A este lector le gustó. Quizás porque mi propia infancia de los años setenta en el norte de Inglaterra era atmosféricamente similar a la de Dyer, o más probable porque Dyer puede ser divertido sobre cualquier cosa, me encontré riéndome con deleite escandalizado por mis pequeños choques de reconocimiento. Sí, las duchas escolares, con una proximidad desagradable a los inodoros escolares, le dieron a uno el sentido, como dice Dyer, que “uno se estaba limpiando en orina muy caliente”. ¿Por qué, de hecho, las “salas delanteras” muertas en las pequeñas casas de las personas se usaban tan raramente, en lugar de ser tan morbosamente como la sala de undertaker? (Dyer pasó los primeros once años de su vida en lo que se conoce en Gran Bretaña como dos dos arriba: dos habitaciones arriba, dos habitaciones y una cocina abajo). Sí, la infancia fue un momento de olores de forma variada, comenzando pero no terminó con los de la comida escolar. Dyer nos da la frase perfecta: “Un olor espeso de salsa endogámica”. ¡Innato! Como si fuera el producto menos una receta que una herencia maldita.

Mi propia educación era más de clase media que la de Dyer, y nací siete años después, pero recuerdo bien el estricto ahorro de esa era de la posguerra, una austeridad ligeramente traumatizada que duró a los avariciosos ochenta de bosque de la señora Thatcher. Todo podría ser parcheado, maldito o jugado. (Algunos autos existían solo para ser jugados). Defensor de eso, siempre podrías golpear la cosa: deslizar el televisor generalmente hacía el truco. Dyer es especialmente divertido sobre la pureza del reciclaje de su familia: una vez que su padre había usado sus maquinillas de afeitar, fueron entregados a su madre para afeitarse las piernas; Una vez que terminó con ellos, todavía no fueron expulsados. “Su vida funcional terminó, pero tenían algún uso potencial aún no descubierto, incluso si eran tan contundentes como para que se suiciden casi imposible”, escribe Dyer. Cue el punzón de la pelea del puntaje: “Dada la determinación suficiente que podría haber intentado ver a sus muñecas, pero el esfuerzo y el tiempo involucrado habrían despertado un sentido de propósito sinónimo de la voluntad de vivir”.
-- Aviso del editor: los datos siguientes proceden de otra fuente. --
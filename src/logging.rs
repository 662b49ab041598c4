use anyhow::Result;
use tracing_subscriber::fmt;

// Events go to stderr; stdout carries CLI output or the JSON-RPC stream.
pub fn init(verbose: bool) -> Result<()> {
    if !verbose {
        return Ok(());
    }
    let _ = fmt()
        .with_target(false)
        .with_level(true)
        .with_thread_ids(false)
        .with_thread_names(false)
        .with_writer(std::io::stderr)
        .try_init();
    Ok(())
}
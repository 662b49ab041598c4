use anyhow::{Context, Result, anyhow};
use image::GenericImageView;
use std::ffi::OsString;
use std::fs;
use std::path::{Path, PathBuf};
use tracing::info;

use crate::engine::{self, Device, EngineCache, EngineOptions, OcrVersion};
use crate::geometry::{CoordinateMap, Dimensions};
use crate::markdown;
use crate::preprocess::{self, MAX_IMAGE_SIZE};
use crate::recognition::PageResult;
use crate::snapshot;

const MARKDOWN_SUFFIX: &str = ".md";
const SNAPSHOT_SUFFIX: &str = ".snapshot.log";

#[derive(Debug, Clone)]
pub struct CliRequest {
    pub image: PathBuf,
    pub output: Option<PathBuf>,
    pub fast: bool,
    /// None auto-detects a GPU and falls back to CPU.
    pub use_gpu: Option<bool>,
    pub ocr_version: Option<OcrVersion>,
    pub max_size: Option<u32>,
    pub enable_hpi: bool,
}

#[derive(Debug)]
pub struct ServerOutcome {
    pub markdown_path: PathBuf,
    pub snapshot_path: PathBuf,
}

pub fn validate_image_path(path: &Path) -> Result<()> {
    if !path.exists() {
        return Err(anyhow!("Image file not found: {}", path.display()));
    }
    if !path.is_file() {
        return Err(anyhow!("Path is not a file: {}", path.display()));
    }
    Ok(())
}

/// CLI conversion: the engine reads the input directly and the --max-size
/// knob bounds detection inside the engine; no resampling happens here.
/// Only the first page is surfaced.
pub fn run_cli(request: &CliRequest) -> Result<PathBuf> {
    validate_image_path(&request.image)?;

    let device = match request.use_gpu {
        Some(true) => Device::Gpu,
        Some(false) => Device::Cpu,
        None => {
            let detected = engine::detect_device();
            match detected {
                Device::Gpu => info!("GPU detected, using GPU for inference"),
                _ => info!("GPU not available, falling back to CPU"),
            }
            detected
        }
    };
    let options = EngineOptions {
        language: engine::DEFAULT_LANGUAGE.to_string(),
        device,
        ocr_version: Some(request.ocr_version.unwrap_or(OcrVersion::PpOcrV4)),
        textline_orientation: !request.fast,
        det_limit_side_len: Some(request.max_size.unwrap_or(engine::DEFAULT_DET_LIMIT)),
        recognition_batch_size: None,
        enable_hpi: request.enable_hpi,
    };

    let pages = engine::run_cli_recognition(options, &request.image)
        .with_context(|| format!("error processing image {}", request.image.display()))?;
    let texts = collect_texts(pages.first().into_iter());

    let document = markdown::render(&request.image.display().to_string(), None, &texts);
    let output = request
        .output
        .clone()
        .unwrap_or_else(|| sibling_with_suffix(&request.image, MARKDOWN_SUFFIX));
    fs::write(&output, document)
        .with_context(|| format!("failed to write markdown: {}", output.display()))?;
    Ok(output)
}

/// Server request: preprocess to a temp JPEG, recognize through the
/// per-language cache, then write the Markdown and snapshot documents
/// next to the input. The temp file is removed whether or not the engine
/// succeeds.
pub fn run_server_request(
    image_path: &Path,
    language: &str,
    cache: &mut EngineCache,
) -> Result<ServerOutcome> {
    validate_image_path(image_path)?;

    let image = preprocess::load_image(image_path)?;
    let (width, height) = image.dimensions();
    let original = Dimensions { width, height };
    let prepared = preprocess::prepare(image, MAX_IMAGE_SIZE)?;
    let prepared_size = prepared.size();

    let engine = cache.get(language)?;
    let result = engine.recognize(prepared.path());
    drop(prepared);
    let pages = result
        .with_context(|| format!("error processing image {}", image_path.display()))?;

    let map = CoordinateMap::new(original, prepared_size);
    let texts = collect_texts(pages.iter());
    let document = markdown::render(&image_path.display().to_string(), Some(language), &texts);
    let markdown_path = sibling_with_suffix(image_path, MARKDOWN_SUFFIX);
    fs::write(&markdown_path, document)
        .with_context(|| format!("failed to write markdown: {}", markdown_path.display()))?;

    let root = snapshot::build(&pages, image_path, language, &map);
    let snapshot_document = snapshot::render(&root)?;
    let snapshot_path = sibling_with_suffix(image_path, SNAPSHOT_SUFFIX);
    fs::write(&snapshot_path, snapshot_document)
        .with_context(|| format!("failed to write snapshot: {}", snapshot_path.display()))?;

    Ok(ServerOutcome {
        markdown_path,
        snapshot_path,
    })
}

fn collect_texts<'a, I>(pages: I) -> Vec<String>
where
    I: Iterator<Item = &'a PageResult>,
{
    pages
        .flat_map(|page| page.units.iter())
        .map(|unit| unit.text.clone())
        .collect()
}

// Appends to the full file name, like "scan.png" -> "scan.png.md".
fn sibling_with_suffix(path: &Path, suffix: &str) -> PathBuf {
    let mut name = OsString::from(path.as_os_str());
    name.push(suffix);
    PathBuf::from(name)
}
En ese mundo modesto, afirmar las propias necesidades o aversiones era cortejar la desaprobación moral. A Dyer rara vez le gustaba la comida a la que le sirvieron, incluida la cocina de su madre. “Bueno, eres difícil de complacer” fue la respuesta por excelencia en inglés. En contexto, señala Dyer, era “una reprensión terrible”. Ser “difícil de complacer”, agrega, “fue anatema para la cultura de la gratitud que impregnaba la década de 1960”.

¿Es de extrañar que, como escritor, Dyer haya cultivado tan brillantemente un estilo de autoescape irónico, una especie de egoísmo negativo? La prosa señala en ambos sentidos: soy, y no soy, difícil de complacer. La plenitud heroica simulada, una página, por ejemplo, en el mapa de rompecabezas de las Islas Británicas de Waddington, o cuatro páginas en peleas de patios en la escuela, incluido un estudio cercano del acosador residente, es una forma de insistir en la importancia y negarlo al mismo tiempo. Moviendo, esta autoinsistencia puede leerse como un tipo de materialismo cultural aficionado: aquí, para el registro, son las especificidades más pequeñas de una infancia inglesa de clase trabajadora en los años sesenta y setenta. Entre el Cadbury Fruit & Nut, el Vesta Beef Curry y las galletas de desayuno de Huntley & Palmers es una realidad rara vez tocadas por los teóricos, que están demasiado ocupados teorizando. Aquí, también, en los modelos Airfix y la colección Vainglorious LP es la autocuración solitaria del único niño: el niño que no puede salir de su habitación a un hermano, modelo o registro en la mano. Estas cosas son preciosas.

Sin embargo, también se está negando o evitado algo. A medida que se desarrolla la “tarea”, el lector comienza a ver a los heroicos simulados de Dyer como una especie de mala dirección. Seguramente sabe lo que está haciendo. Para abrir una sección con “Un año hubo un sorteo en la escuela”, o “cuando tenía quince años fuimos a Bournemouth para unas vacaciones de verano”, o incluso “para mi sorpresa, disfruté bastante de rugby, hasta cierto punto”, es ofrecer una especie de pre-hierro defensivo, la escritura se prepara para su propia desgracia sardónica. Si todo es importante, entonces nada lo es. Pero, ¿qué es exactamente lo que está siendo rechazado?